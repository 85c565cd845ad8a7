use std::fmt::{Display, Formatter};

use serde::{Deserialize, Serialize};

/// Source tag that gets highlighted in the connections table
pub const SOURCE_CARBON: &str = "Carbon";

/// Connection identifiers are opaque: the API hands out either numbers or strings.
#[derive(Debug, Clone, PartialEq, Eq, Hash, Serialize, Deserialize)]
#[serde(untagged)]
pub enum ConnectionId {
    Number(i64),
    Text(String),
}

impl Display for ConnectionId {
    fn fmt(&self, f: &mut Formatter<'_>) -> std::fmt::Result {
        match self {
            ConnectionId::Number(id) => write!(f, "{id}"),
            ConnectionId::Text(id) => write!(f, "{id}"),
        }
    }
}

impl From<i64> for ConnectionId {
    fn from(id: i64) -> Self {
        ConnectionId::Number(id)
    }
}

impl From<&str> for ConnectionId {
    fn from(id: &str) -> Self {
        ConnectionId::Text(id.to_string())
    }
}

#[derive(Debug, Clone, PartialEq, Serialize, Deserialize)]
pub struct Connection {
    pub id: ConnectionId,
    pub integration: String,
    pub name: String,
    pub source: String,
    pub entity: String,
    pub interval: String,
    pub icon: String,
}

impl Connection {
    pub fn is_carbon(&self) -> bool {
        self.source == SOURCE_CARBON
    }
}

#[cfg(test)]
mod tests {
    use super::*;

    #[test]
    fn test_connection_id_display() {
        assert_eq!(ConnectionId::Number(42).to_string(), "42");
        assert_eq!(ConnectionId::from("conn-a").to_string(), "conn-a");
    }

    #[test]
    fn test_connection_id_untagged_json() {
        let ids: Vec<ConnectionId> = serde_json::from_str(r#"[42, "abc"]"#).unwrap();
        assert_eq!(ids, vec![ConnectionId::Number(42), ConnectionId::from("abc")]);
    }
}
use std::sync::{Arc, Mutex};

use anyhow::Result;
use crossterm::event::{KeyCode, KeyModifiers};
use events::{custom::LinkrsEvent, generator::EventGenerator};
use log::{debug, info};
use model::Model;
use ratatui::{prelude::Backend, Terminal};
use state::{App, Panel};
use worker::{Worker, WorkerMessage};

use crate::integrations::traits::IntegrationClient;
use crate::ui::draw_ui;

pub mod events;
pub mod model;
pub mod state;
pub mod worker;

pub async fn run_app<B: Backend>(
    terminal: &mut Terminal<B>,
    app: Arc<Mutex<App>>,
    client: Arc<dyn IntegrationClient>,
) -> Result<()> {
    let mut events = EventGenerator::new(200);
    let ui_app = app.clone();
    let worker_app = app.clone();

    let (tx_worker, rx_worker) = tokio::sync::mpsc::channel::<WorkerMessage>(100);

    info!("Spawning worker for {}", client.base_url());
    tokio::spawn(async move { Worker::new(worker_app, rx_worker, client).run().await });

    // The program opens on the Integrations page
    let startup_messages = app.lock().unwrap().integrations.activate();
    for message in startup_messages {
        tx_worker.send(message).await?;
    }

    loop {
        terminal.draw(|f| {
            debug!("Drawing UI");
            draw_ui(f, &ui_app);
        })?;

        let Some(event) = events.next().await else {
            info!("Event stream closed");
            return Ok(());
        };

        // First handle panel specific events, and send messages to the worker
        let (fall_through_event, messages) = {
            let mut app = app.lock().unwrap();
            match app.active_panel {
                Panel::Navigation => app.navigation.update(&event),
                Panel::Integrations => app.integrations.update(&event),
                Panel::Maintenance => app.maintenance.update(&event),
            }
        };

        for message in messages {
            if let Err(e) = tx_worker.send(message).await {
                log::error!("Failed to send message to worker: {e}");
            }
        }

        let Some(fall_through_event) = fall_through_event else {
            continue;
        };

        // then handle generic events
        let mut messages = vec![];
        {
            let mut app = app.lock().unwrap();
            match fall_through_event {
                LinkrsEvent::Tick => {
                    app.ticks += 1;
                    app.throbber_state.calc_next();
                }
                LinkrsEvent::Key(key) => {
                    if key.modifiers == KeyModifiers::CONTROL && key.code == KeyCode::Char('c') {
                        return Ok(());
                    }
                    match key.code {
                        KeyCode::Char('q') => return Ok(()),
                        KeyCode::Enter if app.active_panel == Panel::Navigation => {
                            messages = app.open_selected_page();
                        }
                        KeyCode::Esc | KeyCode::Left => app.previous_panel(),
                        _ => {}
                    }
                }
                LinkrsEvent::Mouse => {}
            }
        }

        for message in messages {
            if let Err(e) = tx_worker.send(message).await {
                log::error!("Failed to send message to worker: {e}");
            }
        }
    }
}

********************

:: WHAT YOU HAVE TO DO ::
Could you please copy the lines of the listing above exactly, from its first line through the line bearing "impl Display for", and nothing more?

:: TASK SOLUTION ::
repository 85c565cd845ad8a7
use std::fmt::{Display, Formatter};

use serde::{Deserialize, Serialize};

/// Source tag that gets highlighted in the connections table
pub const SOURCE_CARBON: &str = "Carbon";

/// Connection identifiers are opaque: the API hands out either numbers or strings.
#[derive(Debug, Clone, PartialEq, Eq, Hash, Serialize, Deserialize)]
#[serde(untagged)]
pub enum ConnectionId {
    Number(i64),
    Text(String),
}

impl Display for ConnectionId {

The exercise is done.